Chris Hedges, formerly foreign correspondent for The New York Times and currently a senior fellow at the Nation Institute, has noted some of the missing context:
"This isn't the first time that Israeli soldiers have been captured. We've had long and painful negotiations over kidnapped Lebanese, and Israel has made cross-border incursions into Lebanon to capture Lebanese for years and years and years. That's something well known to Lebanese and probably not as well known to other people." ('United States and the Context Behind Israel's Offensive on Lebanon,' Democracy Now! July 17, 2006; )
Hedges also recalled that massive aerial bombardment has not always been deemed the necessary Israeli response - in January 2004, Israel freed more than 400 Arab prisoners in return for an Israeli spy.
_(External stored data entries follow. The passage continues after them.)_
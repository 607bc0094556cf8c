//! Forgejo Quota Service - Configuration and user-level quota checks
//!
//! This crate provides:
//! - Quota settings loaded with the `config` crate
//! - Collaborator traits for group lookup and usage aggregation
//! - `QuotaService`, the entry point call sites use to check a user

pub mod config;
pub mod service;
pub mod source;

// Re-exports for convenience
pub use crate::config::{Configuration, QuotaSettings};
pub use service::QuotaService;
pub use source::{QuotaGroupSource, UsageSource};
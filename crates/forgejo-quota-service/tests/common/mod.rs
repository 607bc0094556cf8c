//! Common test utilities for quota service tests
//!
//! This module provides an in-memory stand-in for the group and usage
//! collaborators a host would normally back with its database.

use std::collections::HashMap;
use std::sync::Arc;
use std::sync::atomic::{AtomicUsize, Ordering};

use async_trait::async_trait;
use forgejo_quota_core::{Group, GroupList, Used};
use forgejo_quota_service::{QuotaGroupSource, QuotaService, QuotaSettings, UsageSource};

#[derive(Default)]
pub struct MemorySource {
    pub groups: HashMap<String, Group>,
    pub memberships: HashMap<i64, Vec<String>>,
    pub usage: HashMap<i64, Used>,
    pub failing: bool,
    pub usage_calls: AtomicUsize,
}

#[allow(dead_code)]
impl MemorySource {
    pub fn with_group(mut self, group: Group) -> Self {
        self.groups.insert(group.name.clone(), group);
        self
    }

    pub fn with_member(mut self, user_id: i64, group: &str) -> Self {
        self.memberships
            .entry(user_id)
            .or_default()
            .push(group.to_string());
        self
    }

    pub fn with_usage(mut self, user_id: i64, used: Used) -> Self {
        self.usage.insert(user_id, used);
        self
    }

    pub fn failing() -> Self {
        Self {
            failing: true,
            ..Default::default()
        }
    }

    fn resolve(&self, names: &[String]) -> GroupList {
        names
            .iter()
            .filter_map(|name| self.groups.get(name).cloned())
            .collect()
    }
}

#[async_trait]
impl QuotaGroupSource for MemorySource {
    async fn groups_for_user(&self, user_id: i64) -> anyhow::Result<GroupList> {
        if self.failing {
            anyhow::bail!("group store unavailable");
        }
        Ok(self
            .memberships
            .get(&user_id)
            .map(|names| self.resolve(names))
            .unwrap_or_default())
    }

    async fn groups_by_name(&self, names: &[String]) -> anyhow::Result<GroupList> {
        if self.failing {
            anyhow::bail!("group store unavailable");
        }
        Ok(self.resolve(names))
    }
}

#[async_trait]
impl UsageSource for MemorySource {
    async fn used_for_user(&self, user_id: i64) -> anyhow::Result<Used> {
        self.usage_calls.fetch_add(1, Ordering::SeqCst);
        if self.failing {
            anyhow::bail!("usage aggregation failed");
        }
        Ok(self.usage.get(&user_id).copied().unwrap_or_default())
    }
}

pub fn service(settings: QuotaSettings, source: MemorySource) -> (QuotaService, Arc<MemorySource>) {
    let source = Arc::new(source);
    let service = QuotaService::new(settings, source.clone(), source.clone());
    (service, source)
}

pub fn enabled() -> QuotaSettings {
    QuotaSettings {
        enabled: true,
        ..Default::default()
    }
}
But kidnapped Lebanese and Palestinians do not exist for our media, just as Palestinian civilians killed by Israeli artillery in May and June are ignored in seeking the causes of conflict. The poverty, malnutrition and oppression within the giant open prison that is Gaza also do not exist as any kind of justification for actions in "self-defence".
Conclusion - Purely For The Cameras
The public is relentlessly bombarded by the fraudulent media version of events: Israel is merely 'retaliating' in 'self-defence'. Condoleeza Rice (often referred to, affectionately, as 'Condi') is an honest broker seeking peace. And, the icing on the propaganda cake, Britain is biased +towards+ Arabs. Patrick Wintour and Ewen MacAskill wrote in the Guardian on July 21:
"In private, the Foreign Office, which has a reputation as being traditionally pro-Arabist, is sceptical about the Israeli strategy and its impact on the wider Middle East." ?
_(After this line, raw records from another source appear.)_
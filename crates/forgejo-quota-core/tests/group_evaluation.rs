// Integration tests for quota groups, group lists and the default policy

use forgejo_quota_core::{
    DefaultQuota, Group, GroupList, LimitSubject, Rule, Used, Verdict, evaluate_default,
};

fn unlimited_rule() -> Rule {
    Rule::unlimited("unlimited", [LimitSubject::SizeAll])
}

fn deny_rule() -> Rule {
    Rule::new("deny", 0, [LimitSubject::SizeAll]).unwrap()
}

fn used_public(bytes: i64) -> Used {
    let mut used = Used::default();
    used.size.repos.public = bytes;
    used
}

#[test]
fn test_group_all_rules_must_allow() {
    let group = Group::with_rules("layered", vec![unlimited_rule(), deny_rule()]);

    // The deny rule wins even though an unlimited rule matched first
    assert_eq!(
        group.evaluate(&used_public(1024), LimitSubject::SizeAll),
        Verdict::DENY
    );
}

#[test]
fn test_group_rule_scenario() {
    let group = Group::with_rules(
        "scenario",
        vec![
            Rule::new(
                "pooled",
                1024,
                [
                    LimitSubject::SizeAssetsAttachmentsReleases,
                    LimitSubject::SizeGitLfs,
                    LimitSubject::SizeAssetsPackagesAll,
                ],
            )
            .unwrap(),
            Rule::new("no-lfs", 0, [LimitSubject::SizeGitLfs]).unwrap(),
        ],
    );

    let mut used = Used::default();
    used.size.assets.attachments.releases = 512;
    used.size.assets.packages.all = 256;
    used.size.git.lfs = 16;

    assert_eq!(
        group.evaluate(&used, LimitSubject::SizeAssetsAttachmentsReleases),
        Verdict::ALLOW
    );
    assert_eq!(
        group.evaluate(&used, LimitSubject::SizeAssetsPackagesAll),
        Verdict::ALLOW
    );
    assert_eq!(group.evaluate(&used, LimitSubject::SizeGitLfs), Verdict::DENY);
    assert_eq!(group.evaluate(&used, LimitSubject::SizeAll), Verdict::NO_MATCH);
}

#[test]
fn test_group_rule_combination() {
    let group = Group::with_rules(
        "combination",
        vec![
            Rule::new("repos", 4096, [LimitSubject::SizeReposAll]).unwrap(),
            Rule::new("packages", 0, [LimitSubject::SizeAssetsPackagesAll]).unwrap(),
        ],
    );

    let mut used = used_public(1024);
    used.size.assets.packages.all = 1024;

    assert_eq!(group.evaluate(&used, LimitSubject::SizeGitLfs), Verdict::NO_MATCH);
    assert_eq!(group.evaluate(&used, LimitSubject::SizeReposAll), Verdict::ALLOW);
    assert_eq!(
        group.evaluate(&used, LimitSubject::SizeAssetsPackagesAll),
        Verdict::DENY
    );
}

#[test]
fn test_group_list_requires_only_one_allow() {
    let groups = GroupList::from(vec![
        Group::with_rules("deny", vec![deny_rule()]),
        Group::with_rules("unlimited", vec![unlimited_rule()]),
    ]);

    assert!(groups.evaluate(
        &used_public(1024),
        LimitSubject::SizeAll,
        &DefaultQuota::default()
    ));
}

#[test]
fn test_group_list_all_deny() {
    let groups = GroupList::from(vec![
        Group::with_rules("deny", vec![deny_rule()]),
        Group::with_rules(
            "limited",
            vec![Rule::new("1k", 1024, [LimitSubject::SizeAll]).unwrap()],
        ),
    ]);

    assert!(!groups.evaluate(
        &used_public(2048),
        LimitSubject::SizeAll,
        &DefaultQuota::default()
    ));
}

#[test]
fn test_empty_group_list_uses_default() {
    let groups = GroupList::new();
    let used = used_public(2048);

    for (total, expect_allow) in [(-1, true), (1024 * 1024, true), (1024, false)] {
        let defaults = DefaultQuota::new(total);
        for subject in LimitSubject::iter() {
            assert_eq!(
                groups.evaluate(&used, subject, &defaults),
                expect_allow,
                "{subject} total {total}"
            );
            assert_eq!(
                groups.evaluate(&used, subject, &defaults),
                evaluate_default(&used, subject, &defaults)
            );
        }
    }
}

#[test]
fn test_evaluation_is_repeatable() {
    let groups = GroupList::from(vec![Group::with_rules(
        "limited",
        vec![Rule::new("1k", 1024, [LimitSubject::SizeReposAll]).unwrap()],
    )]);
    let used = used_public(512);
    let defaults = DefaultQuota::default();

    let first = groups.evaluate(&used, LimitSubject::SizeReposPublic, &defaults);
    let second = groups.evaluate(&used, LimitSubject::SizeReposPublic, &defaults);
    assert!(first);
    assert_eq!(first, second);
}

#[test]
fn test_evaluation_across_threads() {
    let groups = std::sync::Arc::new(GroupList::from(vec![Group::with_rules(
        "limited",
        vec![Rule::new("4k", 4096, [LimitSubject::SizeAll]).unwrap()],
    )]));

    let handles: Vec<_> = (0..4)
        .map(|i| {
            let groups = groups.clone();
            std::thread::spawn(move || {
                let used = used_public(i * 2048);
                groups.evaluate(&used, LimitSubject::SizeAll, &DefaultQuota::default())
            })
        })
        .collect();

    let results: Vec<bool> = handles.into_iter().map(|h| h.join().unwrap()).collect();
    assert_eq!(results, vec![true, true, false, false]);
}
//! Quota limit subjects
//!
//! Subjects name the categories of storage a rule can limit. They form a
//! tree rooted at `size:all`; a rule that does not list a subject may still
//! cover it through one of the subject's ancestors.

use std::fmt::{Display, Formatter};
use std::str::FromStr;

use serde::{Deserialize, Serialize};

use forgejo_quota_common::QuotaError;

/// A category of storage consumption
#[derive(Debug, Clone, Copy, PartialEq, Eq, Hash, PartialOrd, Ord, Serialize, Deserialize)]
pub enum LimitSubject {
    #[serde(rename = "size:all")]
    SizeAll,
    #[serde(rename = "size:repos:all")]
    SizeReposAll,
    #[serde(rename = "size:repos:public")]
    SizeReposPublic,
    #[serde(rename = "size:repos:private")]
    SizeReposPrivate,
    #[serde(rename = "size:git:all")]
    SizeGitAll,
    #[serde(rename = "size:git:lfs")]
    SizeGitLfs,
    #[serde(rename = "size:assets:all")]
    SizeAssetsAll,
    #[serde(rename = "size:assets:attachments:all")]
    SizeAssetsAttachmentsAll,
    #[serde(rename = "size:assets:attachments:issues")]
    SizeAssetsAttachmentsIssues,
    #[serde(rename = "size:assets:attachments:releases")]
    SizeAssetsAttachmentsReleases,
    #[serde(rename = "size:assets:artifacts")]
    SizeAssetsArtifacts,
    #[serde(rename = "size:assets:packages:all")]
    SizeAssetsPackagesAll,
    #[serde(rename = "size:wiki")]
    SizeWiki,
}

impl LimitSubject {
    /// Every subject, root first
    pub const ALL: [LimitSubject; 13] = [
        LimitSubject::SizeAll,
        LimitSubject::SizeReposAll,
        LimitSubject::SizeReposPublic,
        LimitSubject::SizeReposPrivate,
        LimitSubject::SizeGitAll,
        LimitSubject::SizeGitLfs,
        LimitSubject::SizeAssetsAll,
        LimitSubject::SizeAssetsAttachmentsAll,
        LimitSubject::SizeAssetsAttachmentsIssues,
        LimitSubject::SizeAssetsAttachmentsReleases,
        LimitSubject::SizeAssetsArtifacts,
        LimitSubject::SizeAssetsPackagesAll,
        LimitSubject::SizeWiki,
    ];

    pub fn iter() -> impl Iterator<Item = LimitSubject> {
        Self::ALL.into_iter()
    }

    pub fn as_str(&self) -> &'static str {
        match self {
            LimitSubject::SizeAll => "size:all",
            LimitSubject::SizeReposAll => "size:repos:all",
            LimitSubject::SizeReposPublic => "size:repos:public",
            LimitSubject::SizeReposPrivate => "size:repos:private",
            LimitSubject::SizeGitAll => "size:git:all",
            LimitSubject::SizeGitLfs => "size:git:lfs",
            LimitSubject::SizeAssetsAll => "size:assets:all",
            LimitSubject::SizeAssetsAttachmentsAll => "size:assets:attachments:all",
            LimitSubject::SizeAssetsAttachmentsIssues => "size:assets:attachments:issues",
            LimitSubject::SizeAssetsAttachmentsReleases => "size:assets:attachments:releases",
            LimitSubject::SizeAssetsArtifacts => "size:assets:artifacts",
            LimitSubject::SizeAssetsPackagesAll => "size:assets:packages:all",
            LimitSubject::SizeWiki => "size:wiki",
        }
    }

    /// The enclosing subject, `None` for the root `size:all`
    pub fn parent(&self) -> Option<LimitSubject> {
        match self {
            LimitSubject::SizeAll => None,
            LimitSubject::SizeGitAll | LimitSubject::SizeAssetsAll => Some(LimitSubject::SizeAll),
            LimitSubject::SizeGitLfs | LimitSubject::SizeReposAll => {
                Some(LimitSubject::SizeGitAll)
            }
            LimitSubject::SizeReposPublic | LimitSubject::SizeReposPrivate => {
                Some(LimitSubject::SizeReposAll)
            }
            LimitSubject::SizeAssetsAttachmentsAll
            | LimitSubject::SizeAssetsArtifacts
            | LimitSubject::SizeAssetsPackagesAll
            | LimitSubject::SizeWiki => Some(LimitSubject::SizeAssetsAll),
            LimitSubject::SizeAssetsAttachmentsIssues
            | LimitSubject::SizeAssetsAttachmentsReleases => {
                Some(LimitSubject::SizeAssetsAttachmentsAll)
            }
        }
    }

    /// The subject itself followed by its ancestors up to `size:all`
    pub fn lineage(self) -> impl Iterator<Item = LimitSubject> {
        std::iter::successors(Some(self), |subject| subject.parent())
    }

    pub fn is_root(&self) -> bool {
        self.parent().is_none()
    }

    /// Whether `self` lies under `ancestor` in the tree, or is `ancestor`
    pub fn is_within(&self, ancestor: LimitSubject) -> bool {
        self.lineage().any(|subject| subject == ancestor)
    }
}

impl Display for LimitSubject {
    fn fmt(&self, f: &mut Formatter<'_>) -> std::fmt::Result {
        write!(f, "{}", self.as_str())
    }
}

impl FromStr for LimitSubject {
    type Err = QuotaError;

    fn from_str(s: &str) -> Result<Self, Self::Err> {
        LimitSubject::iter()
            .find(|subject| subject.as_str() == s)
            .ok_or_else(|| QuotaError::UnrecognizedSubject(s.to_string()))
    }
}

/// Ordered set of subjects governed by one rule
///
/// Duplicates are dropped on construction, keeping the first occurrence.
#[derive(Debug, Clone, Default, PartialEq, Eq, Serialize, Deserialize)]
#[serde(from = "Vec<LimitSubject>", into = "Vec<LimitSubject>")]
pub struct LimitSubjects(Vec<LimitSubject>);

impl LimitSubjects {
    pub fn new() -> Self {
        Self(Vec::new())
    }

    /// Append a subject unless already present; returns whether it was added
    pub fn insert(&mut self, subject: LimitSubject) -> bool {
        if self.0.contains(&subject) {
            return false;
        }
        self.0.push(subject);
        true
    }

    pub fn contains(&self, subject: LimitSubject) -> bool {
        self.0.contains(&subject)
    }

    pub fn iter(&self) -> impl Iterator<Item = LimitSubject> + '_ {
        self.0.iter().copied()
    }

    pub fn len(&self) -> usize {
        self.0.len()
    }

    pub fn is_empty(&self) -> bool {
        self.0.is_empty()
    }

    pub fn as_slice(&self) -> &[LimitSubject] {
        &self.0
    }
}

impl From<Vec<LimitSubject>> for LimitSubjects {
    fn from(subjects: Vec<LimitSubject>) -> Self {
        subjects.into_iter().collect()
    }
}

impl<const N: usize> From<[LimitSubject; N]> for LimitSubjects {
    fn from(subjects: [LimitSubject; N]) -> Self {
        subjects.into_iter().collect()
    }
}

impl From<LimitSubjects> for Vec<LimitSubject> {
    fn from(subjects: LimitSubjects) -> Self {
        subjects.0
    }
}

impl FromIterator<LimitSubject> for LimitSubjects {
    fn from_iter<I: IntoIterator<Item = LimitSubject>>(iter: I) -> Self {
        let mut subjects = LimitSubjects::new();
        for subject in iter {
            subjects.insert(subject);
        }
        subjects
    }
}

impl<'a> IntoIterator for &'a LimitSubjects {
    type Item = LimitSubject;
    type IntoIter = std::iter::Copied<std::slice::Iter<'a, LimitSubject>>;

    fn into_iter(self) -> Self::IntoIter {
        self.0.iter().copied()
    }
}

impl Display for LimitSubjects {
    fn fmt(&self, f: &mut Formatter<'_>) -> std::fmt::Result {
        let joined = self
            .0
            .iter()
            .map(LimitSubject::as_str)
            .collect::<Vec<_>>()
            .join(",");
        write!(f, "{}", joined)
    }
}

impl FromStr for LimitSubjects {
    type Err = QuotaError;

    /// Parse a comma-separated subject list; blank entries are skipped
    fn from_str(s: &str) -> Result<Self, Self::Err> {
        s.split(',')
            .map(str::trim)
            .filter(|part| !part.is_empty())
            .map(str::parse::<LimitSubject>)
            .collect()
    }
}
We asked British historian Mark Curtis for his response:
"This is the traditional mainstream media view - 'pro-Arabist' being some nice, meaningless term. In fact, the record clearly shows that Britain has played it both ways - both strongly backing its favoured Arab dictators ('pro-Arabist') and at the same time arming Israel and supporting its aggression. Current policy is a good example. Traditionally, Britain has also armed both sides. Of course it is by no means against UK interests to have ongoing instability and conflict in the Middle East - the goals are control over oil and having pro-Western regimes in place, after all, not weird notions of peace or democracy, which are purely for the cameras." (Email to Media Lens, July 26, 2006)
Curtis points to a dark, and for the mainstream media all but unthinkable, truth - when state goals are best achieved by exploiting an overwhelming military advantage, peaceful negotiation, diplomacy and compromise can come to be seen as threats to be crushed at every turn. From this perspective, the more vicious the killing, the more wanton the destruction, the better.